C’est un morceau de son journal intime que nous offre Yacine suite à sa lecture de "La Vraie Vie"

J’ai hésité à propos du format à utiliser pour ce billet.
Au départ ce devait être un texte, peut-être un poème en prose mais je constate que ce sera comme la page arrachée d’un journal intime, enfin...intime ? Intime, il l’était jusqu’à ce que je décide de partager mon ressenti...

Il y a dans La Vraie Vie une tristesse qui s’ignore. Comme si tout cet univers ne connaissait rien à la joie, l’amour et les rires. Chaque scène dénote de la précédente de par sa mélancolie, sa fragilité.

Quand on lit les mots d’Adeline Dieudonné, c’est prenant, ça brûle la voix.
Je me suis dis que si un tel monde, de tels Hommes pouvaient exister, comment une once de bonheur, une once d’amour pouvait encore subsister. Je crois que ce livre a réussi à appuyer là où ça fait mal, à appuyer, -chaque page un peu plus-, les doutes qui pesaient sur mon cœur depuis déjà quelques mois. On ne peut qu’affirmer que ce roman est très réaliste : les probabilités de me lever un matin et de lire cette histoire dans des faits divers s’amplifient à mesure que les dernières pages résonnent en moi.

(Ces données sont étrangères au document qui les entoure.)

#[cfg(test)]
mod tests {
    use serde_json::json;

    use super::*;
    use crate::http::TransportError;
    use crate::testing::{client_with, ok, status, MockTransport};

    fn object(value: Value) -> JsonObject {
        value.as_object().cloned().unwrap()
    }

    fn client() -> TestRailClient<MockTransport> {
        client_with(MockTransport::default())
    }

    #[test]
    fn base_url_without_slash_gets_one() {
        let c = TestRailClient::with_transport("https://tr.example", Credentials::new("a", "b"), MockTransport::default());
        assert_eq!(c.api_url(), "https://tr.example/index.php?/api/v2/");
    }

    #[test]
    fn base_url_with_slashes_keeps_exactly_one() {
        for base in ["https://tr.example/", "https://tr.example//", "https://tr.example/testrail/"] {
            let c = TestRailClient::with_transport(base, Credentials::new("a", "b"), MockTransport::default());
            assert!(c.api_url().ends_with("/index.php?/api/v2/"), "{base}");
            assert!(!c.api_url().contains("//index.php"), "{base}");
        }
    }

    #[test]
    fn from_config_uses_configured_instance() {
        let config = TestRailConfig::new("https://tr.local/testrail", "alice", "k1");
        let c = TestRailClient::from_config(&config);
        assert_eq!(c.api_url(), "https://tr.local/testrail/index.php?/api/v2/");
        assert_eq!(c.credentials(), &Credentials::new("alice", "k1"));
    }

    #[test]
    fn every_request_carries_auth_and_content_type() {
        let req = client().build_request("GET", "get_projects", None, None).unwrap();
        assert_eq!(req.header("authorization"), Some("Basic YWxpY2U6azE="));
        assert_eq!(req.header("content-type"), Some("application/json"));
    }

    #[test]
    fn null_params_are_dropped() {
        let params = object(json!({"suite_id": null, "x": 5}));
        let req = client().build_request("GET", "get_cases/3", None, Some(&params)).unwrap();
        assert!(req.url.contains("x=5"));
        assert!(!req.url.contains("suite_id"));
    }

    #[test]
    fn all_null_params_leave_url_untouched() {
        let params = object(json!({"suite_id": null}));
        let req = client().build_request("GET", "get_cases/3", None, Some(&params)).unwrap();
        assert_eq!(req.url, "https://tr.example/index.php?/api/v2/get_cases/3");
    }

    #[test]
    fn params_join_existing_query_with_ampersand() {
        let params = object(json!({"a": 1}));
        let req = client().build_request("GET", "delete_section/5?soft=1", None, Some(&params)).unwrap();
        assert!(req.url.ends_with("delete_section/5?soft=1&a=1"), "{}", req.url);
        assert_eq!(req.url.matches('?').count(), 2);
    }

    #[test]
    fn params_join_api_prefix_with_ampersand() {
        let params = object(json!({"suite_id": 7}));
        let req = client().build_request("get", "get_cases/3", None, Some(&params)).unwrap();
        assert_eq!(req.url, "https://tr.example/index.php?/api/v2/get_cases/3&suite_id=7");
    }

    #[test]
    fn question_mark_used_when_url_has_no_query() {
        let mut url = "http://localhost/plain".to_string();
        append_query(&mut url, &object(json!({"a": "b c"})));
        assert_eq!(url, "http://localhost/plain?a=b+c");
    }

    #[test]
    fn query_values_render_remote_conventions() {
        let params = object(json!({
            "is_completed": true,
            "status_id": [1, 5],
            "filter": "login & logout",
            "limit": 250
        }));
        let req = client().build_request("GET", "get_runs/1", None, Some(&params)).unwrap();
        assert!(req.url.ends_with("&is_completed=1&status_id=1%2C5&filter=login+%26+logout&limit=250"), "{}", req.url);
    }

    #[test]
    fn params_are_ignored_for_post() {
        let params = object(json!({"a": 1}));
        let req = client().build_request("POST", "add_project", None, Some(&params)).unwrap();
        assert_eq!(req.url, "https://tr.example/index.php?/api/v2/add_project");
    }

    #[test]
    fn empty_data_sends_no_body() {
        let data = JsonObject::new();
        let req = client().build_request("POST", "close_run/4", Some(&data), None).unwrap();
        assert!(req.body.is_none());
    }

    #[test]
    fn post_and_put_serialize_data() {
        let data = object(json!({"name": "Smoke", "suite_mode": 1}));
        for method in ["POST", "put"] {
            let req = client().build_request(method, "add_project", Some(&data), None).unwrap();
            let body: Value = serde_json::from_str(req.body.as_deref().unwrap()).unwrap();
            assert_eq!(body, json!({"name": "Smoke", "suite_mode": 1}));
        }
    }

    #[test]
    fn get_and_delete_never_carry_a_body() {
        let data = object(json!({"name": "ignored"}));
        for method in ["GET", "DELETE"] {
            let req = client().build_request(method, "get_projects", Some(&data), None).unwrap();
            assert!(req.body.is_none(), "{method}");
        }
    }

    #[test]
    fn unsupported_method_fails_before_sending() {
        let c = client();
        let err = c.send_request("PATCH", "get_projects", None, None).unwrap_err();
        assert!(matches!(err, ApiError::InvalidArgument(_)));
        assert!(c.transport().requests().is_empty());
    }

    #[test]
    fn empty_success_body_is_empty_object() {
        let c = client_with(MockTransport::with_responses(vec![status(200, "")]));
        let value = c.send_request("POST", "delete_case/1", None, None).unwrap();
        assert_eq!(value, json!({}));
    }

    #[test]
    fn success_body_is_returned_verbatim() {
        let c = client_with(MockTransport::with_responses(vec![ok(json!([{"id": 1}, {"id": 2}]))]));
        let value = c.send_request("GET", "get_projects", None, None).unwrap();
        assert_eq!(value, json!([{"id": 1}, {"id": 2}]));
    }

    #[test]
    fn error_status_surfaces_code_and_payload() {
        let c = client_with(MockTransport::with_responses(vec![status(404, r#"{"error": "not found"}"#)]));
        let err = c.send_request("GET", "get_case/9", None, None).unwrap_err();
        let message = err.to_string();
        assert!(message.contains("404"), "{message}");
        assert!(message.contains("not found"), "{message}");
        assert!(message.contains("[URL: https://tr.example/index.php?/api/v2/get_case/9]"), "{message}");
        assert_eq!(err.status(), Some(404));
    }

    #[test]
    fn error_with_non_json_body_keeps_raw_text() {
        let c = client_with(MockTransport::with_responses(vec![status(502, "Bad Gateway")]));
        let err = c.send_request("GET", "get_projects", None, None).unwrap_err();
        assert!(matches!(
            err,
            ApiError::RemoteRequestFailed { status: Some(502), ref error, .. } if error == "Bad Gateway"
        ));
    }

    #[test]
    fn redirect_status_is_a_failure() {
        let c = client_with(MockTransport::with_responses(vec![status(302, "")]));
        let err = c.send_request("GET", "get_projects", None, None).unwrap_err();
        assert_eq!(err.status(), Some(302));
    }

    #[test]
    fn error_reports_original_params_before_filtering() {
        let c = client_with(MockTransport::with_responses(vec![status(400, r#"{"error":"bad"}"#)]));
        let params = object(json!({"suite_id": null, "x": 5}));
        let err = c.send_request("GET", "get_cases/3", None, Some(&params)).unwrap_err();
        assert!(err.to_string().ends_with(r#"[Original params: {"suite_id":null,"x":5}]"#), "{err}");
    }

    #[test]
    fn empty_params_are_not_reported() {
        let c = client_with(MockTransport::with_responses(vec![status(400, "bad")]));
        let params = JsonObject::new();
        let err = c.send_request("GET", "get_cases/3", None, Some(&params)).unwrap_err();
        assert!(!err.to_string().contains("Original params"));
    }

    #[test]
    fn malformed_success_body_is_deserialization_error() {
        let c = client_with(MockTransport::with_responses(vec![status(200, "<html>")]));
        let err = c.send_request("GET", "get_projects", None, None).unwrap_err();
        assert!(matches!(err, ApiError::Deserialization(_)));
    }

    #[test]
    fn transport_failure_is_remote_failure_without_status() {
        let c = client_with(MockTransport::with_responses(vec![Err(TransportError(
            "connection refused".to_string(),
        ))]));
        let err = c.send_request("GET", "get_projects", None, None).unwrap_err();
        assert!(matches!(
            err,
            ApiError::RemoteRequestFailed { status: None, ref error, .. } if error == "connection refused"
        ));
    }

    #[test]
    fn debug_does_not_leak_authorization() {
        let rendered = format!("{:?}", client());
        assert!(!rendered.contains("YWxpY2U6azE="));
        assert!(!rendered.contains("k1"));
    }
}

Alors comment l’amour peut-il exister ?

Dans un monde où un chasseur détruit une amibe à chaque colère, dans un monde où tout un corps tremble d’une joie sourde pour un simple mot affectif qui semble tellement coûteux à prononcer : « ma puce », dans un monde où la découverte du plaisir est confondue ingénument avec des sentiments pour l’admiré champion du démo, comment une chose aussi pure que l’amour peut-elle demeurer ?

J’en suis venu à la conclusion au fil de ces mots qu’il n’y a pas d’amour.

C’est un mot vide de sens qui espère que personne ne remarquera le creux qui l’habite.

J’imagine que ce n’est qu’un peu de passion qui se tarit avec le temps.

Quand un parent préfère son aîné à son cadet, quand un couple se sépare au bout de quelques années, quand un homme s’ouvre les veines malgré ses proches, je ne sais pas si c’est approprié ou non pour un adolescent de seize ans de penser cela, mais c’est une page de mon journal intime après tout...

Ce n’est qu’une constatation car même en sachant cela, je ne suis pas obligé d’être triste. Je ne doute pas que ça doit paraître déprimant, mais certains mots ont perdu de la charge qui les animait autrefois. Celui-ci n’a plus de sens désormais, c’est un cycle. Et même si l’amour n’existe plus, alors il reste pléthore de choses à ressentir.